(Record extracts begins)
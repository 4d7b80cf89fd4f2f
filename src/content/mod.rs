//! Content module - posts, their lookup, and rich-content rendering

mod frontmatter;
pub mod loader;
mod markdown;
mod post;
mod store;

pub use frontmatter::{parse_date_string, FrontMatter};
pub use markdown::{ContentRenderer, MarkdownRenderer};
pub use post::{post_path, Post};
pub use store::{
    filter_published_posts, get_post_by_slug, static_params, ContentError, ContentStore, Lookup,
};
//! portfolio-rs: static generator and dev server for a personal portfolio and blog
//!
//! Posts are loaded once from markdown files into an immutable content store,
//! looked up by slug, and rendered with embedded Tera templates. The project
//! cards and theme constants are compiled into the binary.

pub mod commands;
pub mod config;
pub mod content;
pub mod generator;
pub mod helpers;
pub mod projects;
pub mod render;
pub mod server;
pub mod templates;
pub mod theme;

use anyhow::Result;
use std::path::{Path, PathBuf};

use config::{Mode, SiteConfig};
use content::ContentStore;

/// The portfolio site rooted at a directory
#[derive(Debug, Clone)]
pub struct Portfolio {
    /// Site configuration
    pub config: SiteConfig,
    /// Execution context the site is rendered for
    pub mode: Mode,
    /// Base directory
    pub base_dir: PathBuf,
    /// Directory containing post files
    pub posts_dir: PathBuf,
    /// Static assets copied verbatim into the output
    pub static_dir: PathBuf,
    /// Public (output) directory
    pub public_dir: PathBuf,
}

impl Portfolio {
    /// Create a new instance from a directory
    pub fn new<P: AsRef<Path>>(base_dir: P, mode: Mode) -> Result<Self> {
        let base_dir = base_dir.as_ref().to_path_buf();
        let config_path = base_dir.join("_config.yml");

        let config = if config_path.exists() {
            SiteConfig::load(&config_path)?
        } else {
            SiteConfig::default()
        };

        Ok(Self::with_config(base_dir, config, mode))
    }

    /// Create an instance from an already loaded configuration
    pub fn with_config(base_dir: PathBuf, config: SiteConfig, mode: Mode) -> Self {
        let posts_dir = base_dir.join(&config.content_dir).join(&config.posts_dir);
        let static_dir = base_dir.join(&config.static_dir);
        let public_dir = base_dir.join(&config.public_dir);

        Self {
            config,
            mode,
            base_dir,
            posts_dir,
            static_dir,
            public_dir,
        }
    }

    /// Path of the configuration file
    pub fn config_path(&self) -> PathBuf {
        self.base_dir.join("_config.yml")
    }

    /// Load every post into a fresh content store
    pub fn load_content(&self) -> Result<ContentStore> {
        ContentStore::load(self)
    }

    /// Generate the static site
    pub fn generate(&self) -> Result<()> {
        commands::generate::run(self)
    }

    /// Clean the public directory
    pub fn clean(&self) -> Result<()> {
        commands::clean::run(self)
    }

    /// Create a new post
    pub fn new_post(&self, title: &str, slug: Option<&str>) -> Result<PathBuf> {
        commands::new::create_post(self, title, slug)
    }
}
//! Clean the public directory

use anyhow::Result;
use std::fs;

use crate::Portfolio;

/// Remove the generated output
pub fn run(site: &Portfolio) -> Result<()> {
    if site.public_dir.exists() {
        fs::remove_dir_all(&site.public_dir)?;
        tracing::info!("Deleted: {:?}", site.public_dir);
    } else {
        tracing::debug!("Nothing to clean at {:?}", site.public_dir);
    }

    Ok(())
}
(Record extracts ends)
• [What you should do] Starting with the first line of the records above, give back each line exactly until the line with "#[derive(Debug, Clone)]" has been given as well.

• [Task result]
repository 4d7b80cf89fd4f2f
filename src/content/mod.rs
//! Content module - posts, their lookup, and rich-content rendering

mod frontmatter;
pub mod loader;
mod markdown;
mod post;
mod store;

pub use frontmatter::{parse_date_string, FrontMatter};
pub use markdown::{ContentRenderer, MarkdownRenderer};
pub use post::{post_path, Post};
pub use store::{
    filter_published_posts, get_post_by_slug, static_params, ContentError, ContentStore, Lookup,
};
//! portfolio-rs: static generator and dev server for a personal portfolio and blog
//!
//! Posts are loaded once from markdown files into an immutable content store,
//! looked up by slug, and rendered with embedded Tera templates. The project
//! cards and theme constants are compiled into the binary.

pub mod commands;
pub mod config;
pub mod content;
pub mod generator;
pub mod helpers;
pub mod projects;
pub mod render;
pub mod server;
pub mod templates;
pub mod theme;

use anyhow::Result;
use std::path::{Path, PathBuf};

use config::{Mode, SiteConfig};
use content::ContentStore;

/// The portfolio site rooted at a directory
#[derive(Debug, Clone)]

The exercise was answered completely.